Continuing my series of alternatives to Squidoo, here is my review of Knol. When Knol was launched by Google in mid 2007 there were comparisons with both Squidoo and Wikipedia. The site allows you to post your own content to a web page known as a Knol (unit of knowledge). The content can be about pretty much anything, although for some reason there are a large number of Knols about medical issues. In truth, Knol is quite different from either Wikipedia or Squidoo. Unlike Wikipedia, Google does not take any editorial control over what you post and although you can allow other people to add to your Knol, it is not compulsory.
Unlike Squidoo (or HubPages) there are no modules to help you construct your page. What you have is pretty much a blank page. For users of other Google products, such as Blogger or Page Creator, the interface will feel very familiar. The interface does allow you to incorporate pictures, YouTube videos, spreadsheets, calendar, Picassa Web Slideshow and more. The interface does feel quite basic though.
As it is a Google product, you have the opportunity to incorporate Adsense ads so that your Knols can earn you a little money. You can however, also add whatever affiliate or referral links you like.

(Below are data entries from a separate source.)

//! Override storage
//!
//! The override document is the only mutable state of the content model.
//! It is kept under a fixed key in a small key-value store: one JSON file per
//! key in a state directory, or an in-memory map for tests.

use std::collections::HashMap;
use std::fs;
use std::io;
use std::path::PathBuf;
use std::sync::Mutex;

use serde_json::Value;
use tracing::{debug, warn};

use crate::empty_document;

/// Storage key holding the serialized override document
pub const OVERRIDE_KEY: &str = "derm_site_override_v1";

/// Errors for storage operations
#[derive(Debug, thiserror::Error)]
pub enum StoreError {
    #[error("IO error: {0}")]
    Io(#[from] io::Error),

    #[error("JSON error: {0}")]
    Json(#[from] serde_json::Error),
}

/// String key-value storage scoped to one site.
pub trait KeyValueStore {
    /// Read the raw value under `key`, `None` if absent.
    fn get_item(&self, key: &str) -> Result<Option<String>, StoreError>;

    /// Replace the value under `key`.
    fn set_item(&self, key: &str, value: &str) -> Result<(), StoreError>;

    /// Remove `key`. Removing an absent key is not an error.
    fn remove_item(&self, key: &str) -> Result<(), StoreError>;
}

impl<T: KeyValueStore + ?Sized> KeyValueStore for &T {
    fn get_item(&self, key: &str) -> Result<Option<String>, StoreError> {
        (**self).get_item(key)
    }

    fn set_item(&self, key: &str, value: &str) -> Result<(), StoreError> {
        (**self).set_item(key, value)
    }

    fn remove_item(&self, key: &str) -> Result<(), StoreError> {
        (**self).remove_item(key)
    }
}

/// File-backed store: `<dir>/<key>.json`
#[derive(Debug, Clone)]
pub struct FileStore {
    dir: PathBuf,
}

impl FileStore {
    pub fn new(dir: impl Into<PathBuf>) -> Self {
        Self { dir: dir.into() }
    }

    fn path_for(&self, key: &str) -> PathBuf {
        self.dir.join(format!("{}.json", key))
    }
}

impl KeyValueStore for FileStore {
    fn get_item(&self, key: &str) -> Result<Option<String>, StoreError> {
        match fs::read_to_string(self.path_for(key)) {
            Ok(raw) => Ok(Some(raw)),
            Err(e) if e.kind() == io::ErrorKind::NotFound => Ok(None),
            Err(e) => Err(e.into()),
        }
    }

    fn set_item(&self, key: &str, value: &str) -> Result<(), StoreError> {
        fs::create_dir_all(&self.dir)?;
        let path = self.path_for(key);

        // Write to temp file first
        let temp_path = path.with_extension("tmp");
        fs::write(&temp_path, value)?;

        // Atomic rename
        fs::rename(&temp_path, &path)?;
        Ok(())
    }

    fn remove_item(&self, key: &str) -> Result<(), StoreError> {
        match fs::remove_file(self.path_for(key)) {
            Ok(()) => Ok(()),
            Err(e) if e.kind() == io::ErrorKind::NotFound => Ok(()),
            Err(e) => Err(e.into()),
        }
    }
}

/// In-memory store
#[derive(Debug, Default)]
pub struct MemoryStore {
    items: Mutex<HashMap<String, String>>,
}

impl MemoryStore {
    pub fn new() -> Self {
        Self::default()
    }

    fn items(&self) -> std::sync::MutexGuard<'_, HashMap<String, String>> {
        self.items.lock().unwrap_or_else(|e| e.into_inner())
    }
}

impl KeyValueStore for MemoryStore {
    fn get_item(&self, key: &str) -> Result<Option<String>, StoreError> {
        Ok(self.items().get(key).cloned())
    }

    fn set_item(&self, key: &str, value: &str) -> Result<(), StoreError> {
        self.items().insert(key.to_string(), value.to_string());
        Ok(())
    }

    fn remove_item(&self, key: &str) -> Result<(), StoreError> {
        self.items().remove(key);
        Ok(())
    }
}

/// Persists the override document under [`OVERRIDE_KEY`].
#[derive(Debug, Clone)]
pub struct OverrideStore<S> {
    backend: S,
}

impl<S: KeyValueStore> OverrideStore<S> {
    pub fn new(backend: S) -> Self {
        Self { backend }
    }

    /// Load the override document.
    ///
    /// Missing, unreadable or malformed data yields an empty document.
    pub fn load(&self) -> Value {
        let raw = match self.backend.get_item(OVERRIDE_KEY) {
            Ok(Some(raw)) => raw,
            Ok(None) => return empty_document(),
            Err(e) => {
                warn!(error = %e, "override store unreadable, using no overrides");
                return empty_document();
            }
        };

        match serde_json::from_str::<Value>(&raw) {
            Ok(doc @ Value::Object(_)) => {
                debug!(bytes = raw.len(), "loaded overrides");
                doc
            }
            Ok(_) => {
                warn!("stored overrides are not an object, ignoring");
                empty_document()
            }
            Err(e) => {
                warn!(error = %e, "stored overrides are not valid JSON, ignoring");
                empty_document()
            }
        }
    }

    /// Persist the whole override document, replacing what was stored.
    pub fn save(&self, doc: &Value) -> Result<(), StoreError> {
        let raw = serde_json::to_string(doc)?;
        self.backend.set_item(OVERRIDE_KEY, &raw)?;
        debug!(bytes = raw.len(), "saved overrides");
        Ok(())
    }

    /// Remove the persisted override document.
    pub fn clear(&self) -> Result<(), StoreError> {
        self.backend.remove_item(OVERRIDE_KEY)?;
        debug!("cleared overrides");
        Ok(())
    }
}
//! Site content model
//!
//! The override/merge model shared by the site renderer and the admin editor:
//! a read-only base document, a sparse override document keyed by dotted
//! paths, and the effective document obtained by merging the two.

pub mod merge;
pub mod path;
pub mod store;

pub use merge::{deep_merge, is_falsy, merge, merge_layers, merge_owned};
pub use path::{get, lookup, resolve, set, ContentPath, PathError, LANG_PLACEHOLDER};
pub use store::{
    FileStore, KeyValueStore, MemoryStore, OverrideStore, StoreError, OVERRIDE_KEY,
};

/// An empty override document.
pub fn empty_document() -> serde_json::Value {
    serde_json::Value::Object(serde_json::Map::new())
}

As you can incorporate links in your Knol, you can obviously include links to your own website or blog, BUT initially your links within your Knols will be "no-follow" so will not contribute towards your page ranking. In order for your links to become "do-follow" you have to establish yourself as a trusted author on Knol. This is what Google has to say about it:
"When Knol launched we began with all pages marked with a blanket "nofollow" directive. This means that Google and other search engines would not crawl outbound links from knols, and those links would not flow PageRank to the pages to which they point. The advice Google provides webmasters is to make links "nofollow" if they represent untrusted or low quality user contributed content.
We are now at a point where we "trust" a certain fraction of authors and a certain proportion of user contributed links, and so we now use a "follow" directive for links within such knols.
Not all links are "follow". Some links will permanently remain rel="nofollow", including:
- Links found within comments
- Our automatically generated links to "similar content on the web".
- Brand new pages and recently-added authors are liable to remain "nofollow" for a period of time.
So, in conclusion, Knol is easy to use and there are opportunities to make some money, although in the absence of easy to use affiliate modules, you will need to to be a bit more imaginative. However, in order to gain any page rank benefit from links to your site/blog then you will need to put some time in to establish yourself as a "trusted author".